## Data provided
▽
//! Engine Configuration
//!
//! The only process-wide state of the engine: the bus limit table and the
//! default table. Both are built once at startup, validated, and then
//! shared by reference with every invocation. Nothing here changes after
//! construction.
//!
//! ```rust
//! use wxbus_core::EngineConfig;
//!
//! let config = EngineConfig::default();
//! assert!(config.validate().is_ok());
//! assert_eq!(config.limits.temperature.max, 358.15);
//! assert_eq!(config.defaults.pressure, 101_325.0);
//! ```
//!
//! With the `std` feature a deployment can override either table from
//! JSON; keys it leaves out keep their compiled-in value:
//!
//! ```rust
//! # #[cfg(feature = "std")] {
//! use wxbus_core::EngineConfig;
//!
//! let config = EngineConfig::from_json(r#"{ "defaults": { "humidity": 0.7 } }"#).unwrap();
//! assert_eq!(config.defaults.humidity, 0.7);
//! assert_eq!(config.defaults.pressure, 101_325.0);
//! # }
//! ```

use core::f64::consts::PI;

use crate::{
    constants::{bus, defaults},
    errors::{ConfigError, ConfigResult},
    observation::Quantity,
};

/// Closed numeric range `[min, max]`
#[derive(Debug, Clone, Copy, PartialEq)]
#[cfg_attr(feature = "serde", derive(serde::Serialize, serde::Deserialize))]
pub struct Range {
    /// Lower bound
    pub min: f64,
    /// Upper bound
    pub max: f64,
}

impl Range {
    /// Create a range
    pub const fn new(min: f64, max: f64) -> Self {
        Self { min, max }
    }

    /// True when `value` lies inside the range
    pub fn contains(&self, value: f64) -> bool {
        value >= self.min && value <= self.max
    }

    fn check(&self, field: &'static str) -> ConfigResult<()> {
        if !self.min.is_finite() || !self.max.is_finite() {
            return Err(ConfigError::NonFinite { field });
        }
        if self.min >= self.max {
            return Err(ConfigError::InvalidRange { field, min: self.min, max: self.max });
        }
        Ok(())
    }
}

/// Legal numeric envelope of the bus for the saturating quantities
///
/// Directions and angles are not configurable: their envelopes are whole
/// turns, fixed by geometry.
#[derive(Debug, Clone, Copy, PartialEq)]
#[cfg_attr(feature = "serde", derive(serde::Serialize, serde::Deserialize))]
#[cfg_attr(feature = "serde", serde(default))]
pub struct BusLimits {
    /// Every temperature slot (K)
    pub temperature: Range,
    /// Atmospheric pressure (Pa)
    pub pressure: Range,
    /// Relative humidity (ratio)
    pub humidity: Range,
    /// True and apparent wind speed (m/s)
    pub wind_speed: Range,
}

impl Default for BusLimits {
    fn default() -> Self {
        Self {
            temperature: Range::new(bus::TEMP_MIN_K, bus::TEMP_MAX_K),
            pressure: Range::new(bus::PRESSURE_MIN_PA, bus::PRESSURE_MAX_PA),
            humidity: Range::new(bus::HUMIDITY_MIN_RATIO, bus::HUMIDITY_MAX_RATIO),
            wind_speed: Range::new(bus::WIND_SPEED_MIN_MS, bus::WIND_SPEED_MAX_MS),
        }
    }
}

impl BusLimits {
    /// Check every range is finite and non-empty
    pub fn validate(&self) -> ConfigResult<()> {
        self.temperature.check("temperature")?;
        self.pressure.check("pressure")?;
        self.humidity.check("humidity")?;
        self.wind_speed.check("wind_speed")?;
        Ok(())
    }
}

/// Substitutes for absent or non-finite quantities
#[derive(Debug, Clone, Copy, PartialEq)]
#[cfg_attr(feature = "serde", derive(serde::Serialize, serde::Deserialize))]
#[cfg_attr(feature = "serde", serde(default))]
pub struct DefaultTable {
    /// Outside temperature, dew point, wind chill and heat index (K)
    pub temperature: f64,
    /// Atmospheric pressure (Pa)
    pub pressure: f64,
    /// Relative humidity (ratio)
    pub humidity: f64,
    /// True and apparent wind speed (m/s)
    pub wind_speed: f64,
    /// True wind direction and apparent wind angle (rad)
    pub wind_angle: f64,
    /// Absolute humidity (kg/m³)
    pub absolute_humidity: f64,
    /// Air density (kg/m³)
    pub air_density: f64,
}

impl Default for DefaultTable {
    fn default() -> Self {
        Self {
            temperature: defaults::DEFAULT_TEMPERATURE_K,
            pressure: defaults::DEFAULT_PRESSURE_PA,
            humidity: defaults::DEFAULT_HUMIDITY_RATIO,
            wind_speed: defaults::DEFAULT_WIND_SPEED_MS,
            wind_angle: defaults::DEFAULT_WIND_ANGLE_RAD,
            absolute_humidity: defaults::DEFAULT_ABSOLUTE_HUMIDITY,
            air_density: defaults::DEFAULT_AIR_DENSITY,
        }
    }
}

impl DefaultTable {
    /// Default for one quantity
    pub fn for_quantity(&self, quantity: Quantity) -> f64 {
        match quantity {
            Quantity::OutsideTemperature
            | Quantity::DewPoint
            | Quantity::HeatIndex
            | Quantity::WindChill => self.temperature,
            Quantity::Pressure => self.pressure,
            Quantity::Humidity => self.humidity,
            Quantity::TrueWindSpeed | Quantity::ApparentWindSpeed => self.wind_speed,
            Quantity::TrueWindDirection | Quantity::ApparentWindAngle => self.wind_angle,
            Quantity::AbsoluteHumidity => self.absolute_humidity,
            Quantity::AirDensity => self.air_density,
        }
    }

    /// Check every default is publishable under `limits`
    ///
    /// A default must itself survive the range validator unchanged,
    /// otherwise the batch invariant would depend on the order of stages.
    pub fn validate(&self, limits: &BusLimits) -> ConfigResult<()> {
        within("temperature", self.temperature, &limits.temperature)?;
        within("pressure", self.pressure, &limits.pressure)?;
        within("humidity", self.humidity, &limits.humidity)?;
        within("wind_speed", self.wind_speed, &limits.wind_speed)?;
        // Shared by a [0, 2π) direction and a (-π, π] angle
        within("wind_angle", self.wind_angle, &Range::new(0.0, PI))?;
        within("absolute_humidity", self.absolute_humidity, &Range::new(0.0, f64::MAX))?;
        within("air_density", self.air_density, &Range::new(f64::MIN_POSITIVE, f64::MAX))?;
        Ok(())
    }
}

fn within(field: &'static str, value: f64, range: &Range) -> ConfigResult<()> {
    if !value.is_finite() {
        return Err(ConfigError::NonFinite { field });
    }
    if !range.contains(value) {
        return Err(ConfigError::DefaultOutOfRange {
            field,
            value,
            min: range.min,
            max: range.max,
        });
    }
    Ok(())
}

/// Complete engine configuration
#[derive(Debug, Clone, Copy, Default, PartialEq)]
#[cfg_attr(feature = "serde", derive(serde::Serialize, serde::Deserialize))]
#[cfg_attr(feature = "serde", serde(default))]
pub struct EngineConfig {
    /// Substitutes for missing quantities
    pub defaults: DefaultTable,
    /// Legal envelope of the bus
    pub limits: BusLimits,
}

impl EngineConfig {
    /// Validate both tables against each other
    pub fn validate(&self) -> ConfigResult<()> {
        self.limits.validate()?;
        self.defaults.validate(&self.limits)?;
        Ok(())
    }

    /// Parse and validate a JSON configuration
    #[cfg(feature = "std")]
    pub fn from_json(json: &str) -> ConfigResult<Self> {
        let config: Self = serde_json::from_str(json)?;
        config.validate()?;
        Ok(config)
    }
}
△
## Task instructions
Work through the entries above line by line, counting each one that includes the word "numeric", and give the final number only.

## Answer box
2